Since I've decided anyway that I want to test this master/slave thing with Vienna, I'm gonna buy the slave...Hopefully, that will solve most of my issues, together with SSD and samples being loaded/processed on the slave.
Pictus chimed in in this thread as well, saying that a ASUS® PRIME X299-A motherboard would not work allow the i9-7960X cpu to work properly, because it doesn't have enough VRM power.
Other choices I'm left with from the store are:
- Asus Rog Strix X299-E - Asus Rog Rampage VI Extreme - Gigabyte X299 UD4 PRO
Any of these would work/give justice to the i9 processor?
Thanks for all the details on the psu, now it all makes sense to me!
Kaine wrote: ↑Thu Oct 25, 2018 2:43 amYou could get away with a 500w on paper although higher wattage tends to mean the fan will spin up only at higher loads (most switch off under 50% load) and it means you shouldn't have it spinning most of the time, so nice and silent and possibly why your friend suggested it.
You also don't tend to find many PSU's under 750W coming with 8+4's however, so in this instance, it's inadvertently wattage + pins.
3 ranges I tend to favour.
Cheapish = Seasonic Focus Plus Platinum
Mid-range = Dark Power Pro
All out = Seasonic Prime Ultra Platinum.
The higher the efficiency, the less wasted power and heat loss. The Seasonics have a switch to jump between hybrid and full mode (hybrid is as I discussed up top), whereas the Bequiets are using their own fans on aggressively low fan curves which are just decent low noise solutions anyhow and all three should offer twin ATX connections.
If you're looking to stick with Corsair, I think the RMx 750 should have it covered, as well as units from the AX range.
It doesn't slow down the system, the complaint is that they'll spike the driver every few mins briefly, although the spike they throw out the is about 35% of the total DPC load capability. The reason it doesn't overly concern me with DPC in this instance is that It takes a 101% load to run the risk of anything happening and it's more critical over time whereas quick sharp spikes tend to not really impact it, unless there are other problem drivers already in there.
Still, my Nvidia preference largely comes down to CUDA support for video editing duties or largely work outside of audio editing. If you've no need for it, then grab the ATI regardless. Although, that leads me to the other problem I have with ATI which is the fact they seem to have given up on passive cards. The last ones that appeared widely were the 230/250's and they no longer have current driver support they are that old and I've been asking about new passives from team Red for ages now.
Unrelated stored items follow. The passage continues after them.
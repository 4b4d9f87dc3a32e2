//! # warung-core: Pure Business Logic for Warung Games
//!
//! This crate is the **heart** of Warung Games. It contains all business
//! logic as pure functions and plain owned state, with zero I/O.
//!
//! ## Architecture Position
//! ```text
//! ┌─────────────────────────────────────────────────────────────────────────┐
//! │                      Warung Games Architecture                          │
//! │                                                                         │
//! │  ┌─────────────────────────────────────────────────────────────────┐   │
//! │  │                 Presentation (CLI / any surface)                │   │
//! │  │   search box ──► sort selector ──► page strip ──► checkout      │   │
//! │  └─────────────────────────────┬───────────────────────────────────┘   │
//! │                                │                                        │
//! │  ┌─────────────────────────────▼───────────────────────────────────┐   │
//! │  │              ★ warung-core (THIS CRATE) ★                       │   │
//! │  │                                                                 │   │
//! │  │  ┌─────────┐ ┌─────────┐ ┌──────────┐ ┌────────────┐ ┌───────┐ │   │
//! │  │  │  price  │ │ catalog │ │   cart   │ │ pagination │ │ order │ │   │
//! │  │  │ Rupiah  │ │  View   │ │  toggle  │ │  controls  │ │  msg  │ │   │
//! │  │  └─────────┘ └─────────┘ └──────────┘ └────────────┘ └───────┘ │   │
//! │  │                                                                 │   │
//! │  │   NO I/O • NO FILESYSTEM • NO NETWORK • PURE FUNCTIONS          │   │
//! │  └─────────────────────────────┬───────────────────────────────────┘   │
//! │                                │                                        │
//! │  ┌─────────────────────────────▼───────────────────────────────────┐   │
//! │  │                  warung-store (Persistence)                     │   │
//! │  │        catalog file, durable cart slot, order link              │   │
//! │  └─────────────────────────────────────────────────────────────────┘   │
//! └─────────────────────────────────────────────────────────────────────────┘
//! ```
//!
//! ## Modules
//!
//! - [`types`] - Domain types ([`Item`], [`CartEntry`])
//! - [`price`] - Integer rupiah money and the pricing rule
//! - [`catalog`] - Catalog parsing and the derived filtered/sorted view
//! - [`cart`] - The selected-items set and its totals
//! - [`pagination`] - Page-selector control strip
//! - [`view`] - Display-record projection and id-ID number formatting
//! - [`order`] - Order-message builder
//!
//! ## Design Principles
//!
//! 1. **Pure Functions**: same input, same output, always
//! 2. **No I/O**: file, network, and environment access are FORBIDDEN here
//! 3. **Integer Money**: prices are whole-rupiah i64, never floats
//! 4. **Derived State Is Recomputed**: the filtered view is rebuilt on
//!    every mutation, never patched incrementally
//!
//! ## Example Usage
//!
//! ```rust
//! use warung_core::catalog::{Catalog, CatalogView, SortRule};
//! use warung_core::cart::Cart;
//! use warung_core::order::build_order_message;
//!
//! let catalog = Catalog::parse("name,size,discount\nHades,6.4,0.2\nCeleste,0.5,\n");
//! let mut view = CatalogView::new(catalog);
//! view.set_sort(SortRule::PriceAsc);
//!
//! let mut cart = Cart::new();
//! cart.toggle(&view.page_items()[0].clone());
//!
//! let message = build_order_message(&cart).unwrap();
//! assert!(message.contains("Celeste"));
//! ```

// =============================================================================
// Module Declarations
// =============================================================================

pub mod cart;
pub mod catalog;
pub mod order;
pub mod pagination;
pub mod price;
pub mod types;
pub mod view;

// =============================================================================
// Re-exports for Convenience
// =============================================================================

pub use cart::{Cart, CartTotals, ToggleOutcome};
pub use catalog::{Catalog, CatalogView, SortRule};
pub use order::{build_order_message, OrderError};
pub use pagination::{page_controls, PageControl};
pub use price::Rupiah;
pub use types::{CartEntry, Item};

// =============================================================================
// Crate-Level Constants
// =============================================================================

/// Price per rounded gigabyte, in rupiah.
pub const PRICE_PER_GB: i64 = 2000;

/// Floor for the undiscounted base price: even a tiny game costs Rp 1.000.
pub const MIN_BASE_PRICE: i64 = 1000;

/// Page size the view starts with before the user picks one.
pub const DEFAULT_PER_PAGE: usize = 10;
They've started to adopt fan profiling and creating hybrid cards (spin up only under heavy load), although they are a few generations behind Nvidia with this and their fan scaling hasn't been as smooth in previous testing, although this could have changed as I haven't been paying attention as much recently to current cards. I'd love to see a fully passive or cheap semi passive option appear from them again through.
Any card out there currently can do 2 screens though, so that at least is the easy answer.
Nope, that's a problem.I'll look into some software to monitor cores separately, thanks. The Activity Monitor told me that CPU reached something between 300-400% peak (100 = one core used fully, 200 = two cores used fully, etc...) so in theory, I had still 1-2 cores of headroom, right?
You can't split a channel chain, it's just too inefficient and time-consuming to do within the restricted audio buffer cycles you're working with. So, say you have 10 cores, it'll fire 10 channels at 10 cores in one shot, process them and as each one finishes in turn, it'll then call for more data and another track is submitted to the CPU for processing.
If all the channels are processed before the cycle completes and the next cycle begins then all is right in the world.
If one of the channels can't finish in time, then it crackles... and as we know, there is no such thing as "a little crackle" in audio. As such, that means if one channel overloads a single core, then the end result is one that you wouldn't be wanting.